» Work item
Each line of the records below that holds "crate" should be returned.

» Exercise materials
use crate::models::{Profile, ProfileUpdate};
use crate::services::store::{ProfileStore, StoreError};
use async_trait::async_trait;
use reqwest::{Client, StatusCode};
use serde_json::{json, Value};
use std::time::Duration;
use thiserror::Error;

/// Errors that can occur when interacting with Appwrite
#[derive(Debug, Error)]
pub enum AppwriteError {
    #[error("HTTP request failed: {0}")]
    RequestError(#[from] reqwest::Error),

    #[error("API returned error: {0}")]
    ApiError(String),

    #[error("Not found: {0}")]
    NotFound(String),

    #[error("Unauthorized: invalid API key or project")]
    Unauthorized,

    #[error("Invalid response format: {0}")]
    InvalidResponse(String),
}

impl From<AppwriteError> for StoreError {
    fn from(err: AppwriteError) -> Self {
        match err {
            AppwriteError::NotFound(msg) => StoreError::NotFound(msg),
            AppwriteError::InvalidResponse(msg) => StoreError::Rejected(msg),
            other => StoreError::Unavailable(other.to_string()),
        }
    }
}

/// Profile store backed by an Appwrite document collection
///
/// One document per user, with the user id as the document id:
/// - `get` reads a single document
/// - `get_all` lists the collection
/// - `put` creates the document, or replaces its data if it already exists
/// - `update` patches only the fields present in the update
pub struct AppwriteProfileStore {
    base_url: String,
    api_key: String,
    project_id: String,
    database_id: String,
    collection_id: String,
    list_limit: u32,
    client: Client,
}

impl AppwriteProfileStore {
    /// Create a new Appwrite profile store
    pub fn new(
        base_url: String,
        api_key: String,
        project_id: String,
        database_id: String,
        collection_id: String,
        list_limit: u32,
    ) -> Result<Self, AppwriteError> {
        let client = Client::builder()
            .timeout(Duration::from_secs(30))
            .build()?;

        Ok(Self {
            base_url,
            api_key,
            project_id,
            database_id,
            collection_id,
            list_limit,
            client,
        })
    }

    fn documents_url(&self) -> String {
        format!(
            "{}/databases/{}/collections/{}/documents",
            self.base_url.trim_end_matches('/'),
            self.database_id,
            self.collection_id
        )
    }

    fn document_url(&self, id: &str) -> String {
        format!("{}/{}", self.documents_url(), urlencoding::encode(id))
    }

    fn authorized(&self, builder: reqwest::RequestBuilder) -> reqwest::RequestBuilder {
        builder
            .header("X-Appwrite-Key", &self.api_key)
            .header("X-Appwrite-Project", &self.project_id)
    }

    /// Map a non-success status to an error, reading the body for context
    async fn check_status(
        response: reqwest::Response,
        action: &str,
    ) -> Result<reqwest::Response, AppwriteError> {
        let status = response.status();
        if status.is_success() {
            return Ok(response);
        }

        let body = response
            .text()
            .await
            .unwrap_or_else(|_| "Unable to read body".to_string());

        match status {
            StatusCode::UNAUTHORIZED | StatusCode::FORBIDDEN => Err(AppwriteError::Unauthorized),
            StatusCode::NOT_FOUND => Err(AppwriteError::NotFound(format!("{}: {}", action, body))),
            _ => {
                tracing::error!("Failed to {}: {} - {}", action, status, body);
                Err(AppwriteError::ApiError(format!("Failed to {}: {}", action, status)))
            }
        }
    }

    /// Extract a profile from an Appwrite document
    fn parse_profile(doc: &Value) -> Result<Profile, AppwriteError> {
        let data = doc.get("data").unwrap_or(doc);

        serde_json::from_value(data.clone())
            .map_err(|e| AppwriteError::InvalidResponse(format!("Failed to parse profile: {}", e)))
    }

    /// Fetch a single profile by user id
    pub async fn fetch_profile(&self, user_id: &str) -> Result<Option<Profile>, AppwriteError> {
        tracing::debug!("Fetching profile for user: {}", user_id);

        let response = self
            .authorized(self.client.get(self.document_url(user_id)))
            .send()
            .await?;

        if response.status() == StatusCode::NOT_FOUND {
            return Ok(None);
        }

        let response = Self::check_status(response, "fetch profile").await?;
        let json: Value = response.json().await?;

        Self::parse_profile(&json).map(Some)
    }

    /// Page query for documents after `cursor`, ordered by document id
    fn page_queries(&self, cursor: Option<&str>) -> Vec<String> {
        let mut queries = vec![
            format!("limit({})", self.list_limit),
            "orderAsc(\"$id\")".to_string(),
        ];
        if let Some(cursor) = cursor {
            queries.push(format!("cursorAfter(\"{}\")", cursor));
        }
        queries
    }

    /// List every profile document in the collection
    ///
    /// Pages through the collection `list_limit` documents at a time until a
    /// short page comes back or `total` documents have been read.
    pub async fn list_profiles(&self) -> Result<Vec<Profile>, AppwriteError> {
        let mut profiles = Vec::new();
        let mut cursor: Option<String> = None;
        let mut seen: u64 = 0;

        loop {
            let queries_json = serde_json::to_string(&self.page_queries(cursor.as_deref()))
                .map_err(|e| AppwriteError::InvalidResponse(e.to_string()))?;

            let full_url = format!(
                "{}?query={}",
                self.documents_url(),
                urlencoding::encode(&queries_json)
            );

            let response = self.authorized(self.client.get(&full_url)).send().await?;
            let response = Self::check_status(response, "list profiles").await?;

            let json: Value = response.json().await?;

            let total = json.get("total").and_then(|t| t.as_u64()).unwrap_or(0);

            let documents = json
                .get("documents")
                .and_then(|d| d.as_array())
                .ok_or_else(|| AppwriteError::InvalidResponse("Missing documents array".into()))?;

            seen += documents.len() as u64;

            // Skip malformed documents instead of failing the whole pool
            profiles.extend(documents.iter().filter_map(|doc| match Self::parse_profile(doc) {
                Ok(profile) => Some(profile),
                Err(e) => {
                    tracing::warn!("Skipping profile document: {}", e);
                    None
                }
            }));

            let next_cursor = documents
                .last()
                .and_then(|doc| doc.get("$id"))
                .and_then(|id| id.as_str())
                .map(str::to_string);

            let short_page = (documents.len() as u64) < u64::from(self.list_limit);
            if short_page || seen >= total {
                tracing::debug!("Listed {} profiles (total: {})", profiles.len(), total);
                break;
            }

            match next_cursor {
                Some(next) => cursor = Some(next),
                None => {
                    tracing::warn!(
                        "Profile page without document ids, stopping after {} of {}",
                        seen,
                        total
                    );
                    break;
                }
            }
        }

        Ok(profiles)
    }

    /// Create the profile document, replacing its data on conflict
    pub async fn upsert_profile(&self, user_id: &str, profile: &Profile) -> Result<(), AppwriteError> {
        let payload = json!({
            "documentId": user_id,
            "data": profile,
        });

        let response = self
            .authorized(self.client.post(self.documents_url()))
            .json(&payload)
            .send()
            .await?;

        if response.status() == StatusCode::CONFLICT {
            tracing::debug!("Profile {} exists, replacing data", user_id);
            let response = self
                .authorized(self.client.patch(self.document_url(user_id)))
                .json(&json!({ "data": profile }))
                .send()
                .await?;
            Self::check_status(response, "replace profile").await?;
            return Ok(());
        }

        Self::check_status(response, "create profile").await?;
        tracing::debug!("Created profile document for {}", user_id);
        Ok(())
    }

    /// Patch the fields present in `update`
    pub async fn patch_profile(&self, user_id: &str, update: &ProfileUpdate) -> Result<(), AppwriteError> {
        let response = self
            .authorized(self.client.patch(self.document_url(user_id)))
            .json(&json!({ "data": update }))
            .send()
            .await?;

        Self::check_status(response, "update profile").await?;
        Ok(())
    }

    /// Health check: the collection is reachable with our credentials
    pub async fn ping(&self) -> Result<(), AppwriteError> {
        let url = format!(
            "{}?query={}",
            self.documents_url(),
            urlencoding::encode(r#"["limit(1)"]"#)
        );
        let response = self.authorized(self.client.get(&url)).send().await?;
        Self::check_status(response, "reach profile collection").await?;
        Ok(())
    }
}

#[async_trait]
impl ProfileStore for AppwriteProfileStore {
    async fn get(&self, id: &str) -> Result<Option<Profile>, StoreError> {
        Ok(self.fetch_profile(id).await?)
    }

    async fn get_all(&self) -> Result<Vec<Profile>, StoreError> {
        Ok(self.list_profiles().await?)
    }

    async fn put(&self, id: &str, profile: &Profile) -> Result<(), StoreError> {
        Ok(self.upsert_profile(id, profile).await?)
    }

    async fn update(&self, id: &str, update: &ProfileUpdate) -> Result<(), StoreError> {
        Ok(self.patch_profile(id, update).await?)
    }

    async fn health_check(&self) -> bool {
        self.ping().await.is_ok()
    }
}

» Result of the task
use crate::models::{Profile, ProfileUpdate};
use crate::services::store::{ProfileStore, StoreError};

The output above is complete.